Providing Precomputed Protein Sequences

You can provide protein sequences in FASTA format to Binette using the --proteins argument. The sequence identifiers must follow the Prodigal convention: <contigID>_<GeneID>. This naming format ensures proper mapping of each gene to its contig.

By using this option, the gene prediction step is skipped.

Note

When using precomputed protein sequences, the coding_density column in the output reports will be empty, as this metric requires gene coordinates that are only available when genes are freshly predicted.

Example

If your contig is named contig_A, the gene identifiers should follow this pattern:

  • contig_A_1

  • contig_A_2

  • contig_A_3

Outputs

Binette results are stored in the results directory. You can specify a different directory using the --outdir option.

In this directory you will find:

  • final_bins_quality_reports.tsv: This is a TSV (tab-separated values) file containing quality information about the final selected bins.

  • final_bins/: This directory stores all the selected bins in fasta format. Can be skipped with --no-write-fasta-bins.

  • final_contig_to_bin.tsv: A headerless TSV file mapping each contig to its assigned bin. This format is much lighter than the fasta output to describe the final Binette bins.

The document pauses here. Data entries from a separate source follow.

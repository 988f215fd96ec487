//! Cache-line aligned backing storage for a square matrix.

use std::alloc::{self, Layout};
use std::fmt;
use std::ops::{Deref, DerefMut};
use std::ptr::{self, NonNull};

use crate::error::{GemtError, Result};

/// Alignment for every matrix buffer (one 64-byte cache line).
pub const ALIGNMENT: usize = 64;

/// Owned, zero-initialised run of `f32` values whose first element sits on
/// a cache-line boundary.
///
/// A plain `Vec<f32>` only guarantees 4-byte alignment, so row 0 may straddle
/// two cache lines. Allocating through [`std::alloc`] with an explicit
/// [`Layout`] lets us pin the base address.
pub struct AlignedBuffer {
    ptr: NonNull<f32>,
    len: usize,
    layout: Layout,
}

// SAFETY: the buffer is uniquely owned heap memory holding plain `f32`s.
unsafe impl Send for AlignedBuffer {}
// SAFETY: shared access only hands out `&[f32]`.
unsafe impl Sync for AlignedBuffer {}

impl AlignedBuffer {
    /// Allocate `side * side` zeroed floats.
    ///
    /// Returns [`GemtError::SizeOverflow`] when the byte count cannot be
    /// represented, and [`GemtError::Allocation`] when the allocator refuses.
    pub fn square(side: usize) -> Result<Self> {
        Self::square_with(side, alloc::alloc_zeroed)
    }

    /// `square` over an explicit zeroing allocator. Whatever it returns is
    /// later freed with [`alloc::dealloc`].
    fn square_with(side: usize, alloc_zeroed: unsafe fn(Layout) -> *mut u8) -> Result<Self> {
        let len = side
            .checked_mul(side)
            .ok_or(GemtError::SizeOverflow { side })?;
        let layout = Layout::array::<f32>(len)
            .and_then(|layout| layout.align_to(ALIGNMENT))
            .map_err(|_| GemtError::SizeOverflow { side })?;

        if layout.size() == 0 {
            return Ok(Self {
                ptr: NonNull::dangling(),
                len: 0,
                layout,
            });
        }

        // SAFETY: layout has a non-zero size.
        let raw = unsafe { alloc_zeroed(layout) };
        let ptr = NonNull::new(raw.cast::<f32>()).ok_or(GemtError::Allocation {
            side,
            bytes: layout.size(),
        })?;

        Ok(Self { ptr, len, layout })
    }

    pub fn len(&self) -> usize {
        self.len
    }

    pub fn is_empty(&self) -> bool {
        self.len == 0
    }

    /// Size of the allocation in bytes.
    pub fn bytes(&self) -> usize {
        self.layout.size()
    }
}

impl Deref for AlignedBuffer {
    type Target = [f32];

    fn deref(&self) -> &[f32] {
        // SAFETY: ptr is valid for len initialised floats (or dangling with len 0).
        unsafe { std::slice::from_raw_parts(self.ptr.as_ptr(), self.len) }
    }
}

impl DerefMut for AlignedBuffer {
    fn deref_mut(&mut self) -> &mut [f32] {
        // SAFETY: as above, and &mut self gives exclusive access.
        unsafe { std::slice::from_raw_parts_mut(self.ptr.as_ptr(), self.len) }
    }
}

impl Clone for AlignedBuffer {
    fn clone(&self) -> Self {
        if self.layout.size() == 0 {
            return Self {
                ptr: NonNull::dangling(),
                len: 0,
                layout: self.layout,
            };
        }

        // SAFETY: same non-zero layout the original was allocated with.
        let raw = unsafe { alloc::alloc(self.layout) };
        let Some(ptr) = NonNull::new(raw.cast::<f32>()) else {
            alloc::handle_alloc_error(self.layout);
        };
        // SAFETY: both regions hold len floats and belong to distinct allocations.
        unsafe { ptr::copy_nonoverlapping(self.ptr.as_ptr(), ptr.as_ptr(), self.len) };

        Self {
            ptr,
            len: self.len,
            layout: self.layout,
        }
    }
}

impl Drop for AlignedBuffer {
    fn drop(&mut self) {
        if self.layout.size() > 0 {
            // SAFETY: allocated in `square` or `clone` with this exact layout.
            unsafe { alloc::dealloc(self.ptr.as_ptr().cast::<u8>(), self.layout) };
        }
    }
}

impl PartialEq for AlignedBuffer {
    fn eq(&self, other: &Self) -> bool {
        **self == **other
    }
}

impl fmt::Debug for AlignedBuffer {
    fn fmt(&self, f: &mut fmt::Formatter<'_>) -> fmt::Result {
        f.debug_list().entries(self.iter()).finish()
    }
}
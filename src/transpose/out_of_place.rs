//! Out-of-place transpose.

use tracing::instrument;

use super::check_square;
use super::prefetch::{self, Prefetch};
use crate::error::{GemtError, Result};
use crate::matrix::SquareMatrix;

/// Transpose a square matrix into a second buffer: dst = src^T
///
/// Walks `src` row by row (stride 1) and scatters into `dst` down a column
/// (stride `n`). The reads are cache friendly, the writes are not; that
/// asymmetry is what this kernel exists to measure. With `prefetch` enabled,
/// every read of `src[i][j]` is followed by a hint for `src[i][j + 1]`.
///
/// # Arguments
///
/// * `src` - Source matrix (n × n), row-major, left untouched
/// * `dst` - Destination matrix (n × n), row-major, fully overwritten
/// * `n` - Side length
///
/// # Errors
///
/// [`GemtError::DimensionMismatch`] if either slice is not `n * n` long.
///
/// # Example
///
/// ```
/// use gemt::Prefetch;
/// use gemt::transpose::out_of_place::transpose_into;
///
/// let src = vec![1.0, 2.0, 3.0,   // 3×3 matrix
///                4.0, 5.0, 6.0,
///                7.0, 8.0, 9.0];
/// let mut dst = vec![0.0; 9];
///
/// transpose_into(&src, &mut dst, 3, Prefetch::Enabled).unwrap();
///
/// assert_eq!(dst, vec![1.0, 4.0, 7.0,
///                      2.0, 5.0, 8.0,
///                      3.0, 6.0, 9.0]);
/// ```
#[instrument(level = "debug", skip(src, dst))]
pub fn transpose_into(src: &[f32], dst: &mut [f32], n: usize, prefetch: Prefetch) -> Result<()> {
    check_square(src.len(), n)?;
    check_square(dst.len(), n)?;

    match prefetch {
        Prefetch::Enabled => kernel::<true>(src, dst, n),
        Prefetch::Disabled => kernel::<false>(src, dst, n),
    }
    Ok(())
}

// Monomorphised on the hint so the disabled variant carries no branch.
#[inline(always)]
fn kernel<const PREFETCH: bool>(src: &[f32], dst: &mut [f32], n: usize) {
    for i in 0..n {
        for j in 0..n {
            dst[j * n + i] = src[i * n + j];
            if PREFETCH {
                prefetch::ahead(src, i * n + j + 1);
            }
        }
    }
}

impl SquareMatrix {
    /// Write the transpose of `self` into `dst`, leaving `self` unchanged.
    ///
    /// `dst` is a separate matrix by construction: the borrow checker will
    /// not let the same matrix be both `&self` and `&mut dst`.
    ///
    /// # Errors
    ///
    /// [`GemtError::DimensionMismatch`] if the two sides differ.
    pub fn transpose_into(&self, dst: &mut SquareMatrix, prefetch: Prefetch) -> Result<()> {
        if dst.side() != self.side() {
            return Err(GemtError::DimensionMismatch {
                expected: self.len(),
                got: dst.len(),
            });
        }
        transpose_into(self.as_slice(), dst.as_mut_slice(), self.side(), prefetch)
    }
}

  • input_bins_quality_reports/: A directory storing quality reports for the input bin sets, with files following the same structure as final_bins_quality_reports.tsv.

  • temporary_files/: This directory contains intermediate files. If you choose to use the --resume option, Binette will utilize files in this directory to prevent the recomputation of time-consuming steps.

The final_bins_quality_reports.tsv file contains the following columns:

Column Name

Description

name

The unique name of the bin.

origin

Indicates the source of the bin: either an original bin set (e.g., B) or binette for intermediate bins.

is_original

Boolean flag indicating if the bin is an original bin (True) or an intermediate bin (False).

original_name

The name of the original bin from which this bin was derived.

completeness

The completeness of the bin, determined by CheckM2.

contamination

The contamination of the bin, determined by CheckM2.

checkm2_model

The CheckM2 model used for quality prediction: Gradient Boost (General Model) or Neural Network (Specific Model).

score

Computed score: completeness - contamination * weight. The contamination weight can be customized using the --contamination_weight option.

size

Total size of the bin in nucleotides.

N50

The N50 of the bin, representing the length for which 50% of the total nucleotides are in contigs of that length or longer.

coding_density

The percentage of the bin that codes for proteins (genes length / total bin length × 100). Only computed when genes are freshly identified. Empty when using --proteins or --resume options.

contig_count

Number of contigs contained within the bin.